- **What needs to be done**: Number of lines with the string "Serialize" in the entries below: report it, and nothing besides.

Records provided section start

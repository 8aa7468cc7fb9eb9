use serde::{Deserialize, Serialize};

#[derive(Debug, Clone, Serialize, Deserialize, PartialEq, Eq)]
pub struct PartitionSummary {
    pub index: usize,
    pub rows: usize,
    pub first_key: String,
    pub last_key: String,
}

#[derive(Debug, Clone, Serialize, Deserialize, PartialEq, Eq)]
pub struct PartitionReport {
    pub partition_size: usize,
    pub total_partitions: usize,
    pub committed: Vec<PartitionSummary>,
}

impl PartitionReport {
    #[must_use]
    pub fn committed_rows(&self) -> usize {
        self.committed.iter().map(|partition| partition.rows).sum()
    }
}

/// One partition rolled back. Partitions before it stay committed and the
/// ones after it were never attempted.
#[derive(Debug, Clone, Serialize, Deserialize, PartialEq, Eq, thiserror::Error)]
#[error("partition {index} of {total_partitions} rolled back at {}: {cause}", .failing_key.as_deref().unwrap_or("<begin/commit>"))]
pub struct PartitionFailure {
    pub index: usize,
    pub failing_key: Option<String>,
    pub partition_size: usize,
    pub total_partitions: usize,
    pub committed: Vec<PartitionSummary>,
    pub cause: String,
}

impl PartitionFailure {
    /// Partitions that still need a commit, the failed one included.
    #[must_use]
    pub fn remaining_partitions(&self) -> usize {
        self.total_partitions.saturating_sub(self.index)
    }
}

#[must_use]
pub fn partition_count(items: usize, partition_size: usize) -> usize {
    items.div_ceil(partition_size.max(1))
}
//! Synchronization engine: walks a source system's project, version, run and
//! execution hierarchy and merges it into the canonical store.

use std::sync::atomic::{AtomicBool, Ordering};
use std::sync::Arc;

use qa_ledger_core::TranslateError;

mod cache;
mod orchestrator;
mod retry;
mod snapshot;
mod source;

pub use cache::IdentityCache;
pub use orchestrator::{
    RunOutcome, RunReport, SkippedExecution, Synchronizer, SyncUnit, UnitReport, UnitStatus,
};
pub use retry::{Fetched, RetryPolicy};
pub use snapshot::SnapshotSource;
pub use source::{SourceClient, SourceError};

#[derive(Debug, thiserror::Error)]
pub enum SyncError {
    #[error("run cancelled")]
    Cancelled,
    #[error("{what} unreachable after retries: {last_error}")]
    Unreachable { what: String, last_error: String },
    #[error(transparent)]
    Source(#[from] SourceError),
    #[error(transparent)]
    Translate(#[from] TranslateError),
    #[error(transparent)]
    Store(#[from] anyhow::Error),
}

/// Run-level cancellation signal shared by the caller and every worker.
#[derive(Debug, Clone, Default)]
pub struct CancelFlag {
    cancelled: Arc<AtomicBool>,
}

impl CancelFlag {
    #[must_use]
    pub fn new() -> Self {
        Self::default()
    }

    pub fn cancel(&self) {
        self.cancelled.store(true, Ordering::SeqCst);
    }

    #[must_use]
    pub fn is_cancelled(&self) -> bool {
        self.cancelled.load(Ordering::SeqCst)
    }
}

Records provided section end

- **Task output**: 4